====== Input ======

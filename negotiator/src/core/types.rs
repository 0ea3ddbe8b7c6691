//! Shared deterministic types for the negotiation core.
//!
//! These types define the stable contracts between the loop, the responders,
//! the persistence port and the event stream. Their serde shapes are the wire
//! format consumed by clients, so field names must not drift.

use std::fmt;

use chrono::{DateTime, Utc};
use serde::{Deserialize, Serialize};
use uuid::Uuid;

/// Which side of the negotiation produced a message.
///
/// On the wire the proposer is `"swe"` and the reviewer is `"pm"`.
#[derive(Debug, Clone, Copy, PartialEq, Eq, Hash, Serialize, Deserialize)]
pub enum Role {
    #[serde(rename = "swe")]
    Proposer,
    #[serde(rename = "pm")]
    Reviewer,
}

impl Role {
    /// Wire name used in event payloads and persistence records.
    pub fn wire_name(self) -> &'static str {
        match self {
            Self::Proposer => "swe",
            Self::Reviewer => "pm",
        }
    }
}

impl fmt::Display for Role {
    fn fmt(&self, f: &mut fmt::Formatter<'_>) -> fmt::Result {
        match self {
            Self::Proposer => write!(f, "proposer"),
            Self::Reviewer => write!(f, "reviewer"),
        }
    }
}

/// Lifecycle of a negotiation session. Only ever moves forward.
#[derive(Debug, Clone, Copy, PartialEq, Eq, PartialOrd, Ord, Serialize, Deserialize)]
#[serde(rename_all = "kebab-case")]
pub enum SessionStatus {
    Pending,
    InProgress,
    Completed,
}

/// One bounded negotiation instance.
#[derive(Debug, Clone, PartialEq, Eq, Serialize, Deserialize)]
pub struct NegotiationSession {
    pub id: String,
    pub requirement: String,
    pub status: SessionStatus,
    /// Number of reviewer messages emitted so far.
    pub round_count: u32,
    #[serde(with = "timestamp")]
    pub created_at: DateTime<Utc>,
}

impl NegotiationSession {
    pub fn new(id: impl Into<String>, requirement: impl Into<String>) -> Self {
        Self {
            id: id.into(),
            requirement: requirement.into(),
            status: SessionStatus::Pending,
            round_count: 0,
            created_at: Utc::now(),
        }
    }
}

/// A single immutable message in a session's history.
#[derive(Debug, Clone, PartialEq, Eq, Serialize, Deserialize)]
pub struct NegotiationMessage {
    pub id: String,
    #[serde(rename = "agent")]
    pub role: Role,
    pub content: String,
    #[serde(rename = "timestamp", with = "timestamp")]
    pub created_at: DateTime<Utc>,
    /// Present on reviewer messages only.
    #[serde(default, skip_serializing_if = "Option::is_none")]
    pub approved: Option<bool>,
}

impl NegotiationMessage {
    pub fn proposal(content: impl Into<String>) -> Self {
        Self::new(Role::Proposer, content.into(), None)
    }

    pub fn review(content: impl Into<String>, approved: bool) -> Self {
        Self::new(Role::Reviewer, content.into(), Some(approved))
    }

    fn new(role: Role, content: String, approved: Option<bool>) -> Self {
        Self {
            id: Uuid::new_v4().to_string(),
            role,
            content,
            created_at: Utc::now(),
            approved,
        }
    }
}

/// The externally observable unit of a negotiation.
#[derive(Debug, Clone, PartialEq, Eq, Serialize, Deserialize)]
#[serde(tag = "type", rename_all = "lowercase")]
pub enum NegotiationEvent {
    Message { message: NegotiationMessage },
    Complete { result: String },
    Error { detail: String },
}

impl NegotiationEvent {
    pub fn is_terminal(&self) -> bool {
        !matches!(self, Self::Message { .. })
    }

    pub fn message(&self) -> Option<&NegotiationMessage> {
        match self {
            Self::Message { message } => Some(message),
            _ => None,
        }
    }
}

/// ISO 8601 timestamps with millisecond precision, as browsers emit them.
pub(crate) mod timestamp {
    use chrono::{DateTime, SecondsFormat, Utc};
    use serde::{Deserialize, Deserializer, Serializer};

    pub fn serialize<S: Serializer>(ts: &DateTime<Utc>, serializer: S) -> Result<S::Ok, S::Error> {
        serializer.serialize_str(&ts.to_rfc3339_opts(SecondsFormat::Millis, true))
    }

    pub fn deserialize<'de, D: Deserializer<'de>>(
        deserializer: D,
    ) -> Result<DateTime<Utc>, D::Error> {
        let raw = String::deserialize(deserializer)?;
        DateTime::parse_from_rfc3339(&raw)
            .map(|ts| ts.with_timezone(&Utc))
            .map_err(serde::de::Error::custom)
    }
}

#[cfg(test)]
mod tests {
    use super::*;
    use chrono::TimeZone;
    use serde_json::json;

    fn fixed_message(role: Role, approved: Option<bool>) -> NegotiationMessage {
        NegotiationMessage {
            id: "m-1".to_string(),
            role,
            content: "body".to_string(),
            created_at: Utc.with_ymd_and_hms(2025, 1, 2, 3, 4, 5).unwrap(),
            approved,
        }
    }

    #[test]
    fn proposer_message_event_omits_approved() {
        let event = NegotiationEvent::Message {
            message: fixed_message(Role::Proposer, None),
        };
        let value = serde_json::to_value(&event).expect("serialize");
        assert_eq!(
            value,
            json!({
                "type": "message",
                "message": {
                    "id": "m-1",
                    "agent": "swe",
                    "content": "body",
                    "timestamp": "2025-01-02T03:04:05.000Z"
                }
            })
        );
    }

    #[test]
    fn reviewer_message_event_carries_approved() {
        let event = NegotiationEvent::Message {
            message: fixed_message(Role::Reviewer, Some(false)),
        };
        let value = serde_json::to_value(&event).expect("serialize");
        assert_eq!(value["message"]["agent"], "pm");
        assert_eq!(value["message"]["approved"], false);
    }

    #[test]
    fn complete_and_error_events_use_type_tag() {
        let complete = serde_json::to_value(NegotiationEvent::Complete {
            result: "done".to_string(),
        })
        .expect("serialize");
        assert_eq!(complete, json!({"type": "complete", "result": "done"}));

        let error = serde_json::to_value(NegotiationEvent::Error {
            detail: "boom".to_string(),
        })
        .expect("serialize");
        assert_eq!(error, json!({"type": "error", "detail": "boom"}));
    }

    #[test]
    fn message_event_parses_back_from_wire() {
        let raw = concat!(
            r#"{"type":"message","message":{"id":"x","agent":"pm","content":"ok","#,
            r#""timestamp":"2025-01-02T03:04:05.000Z","approved":true}}"#,
        );
        let event: NegotiationEvent = serde_json::from_str(raw).expect("parse");
        let message = event.message().expect("message event");
        assert_eq!(message.role, Role::Reviewer);
        assert_eq!(message.approved, Some(true));
        assert!(!event.is_terminal());
    }

    #[test]
    fn session_status_orders_forward() {
        assert!(SessionStatus::Pending < SessionStatus::InProgress);
        assert!(SessionStatus::InProgress < SessionStatus::Completed);
        assert_eq!(
            serde_json::to_value(SessionStatus::InProgress).expect("serialize"),
            json!("in-progress")
        );
    }

    #[test]
    fn new_messages_get_distinct_ids() {
        let a = NegotiationMessage::proposal("a");
        let b = NegotiationMessage::proposal("a");
        assert_ne!(a.id, b.id);
        assert_eq!(a.approved, None);
        assert_eq!(NegotiationMessage::review("r", true).approved, Some(true));
    }
}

======

= What you have to do =
Find every line in the records that uses the string "persistence", then copy it.

= Result of the exercise =
//! the persistence port and the event stream. Their serde shapes are the wire
    /// Wire name used in event payloads and persistence records.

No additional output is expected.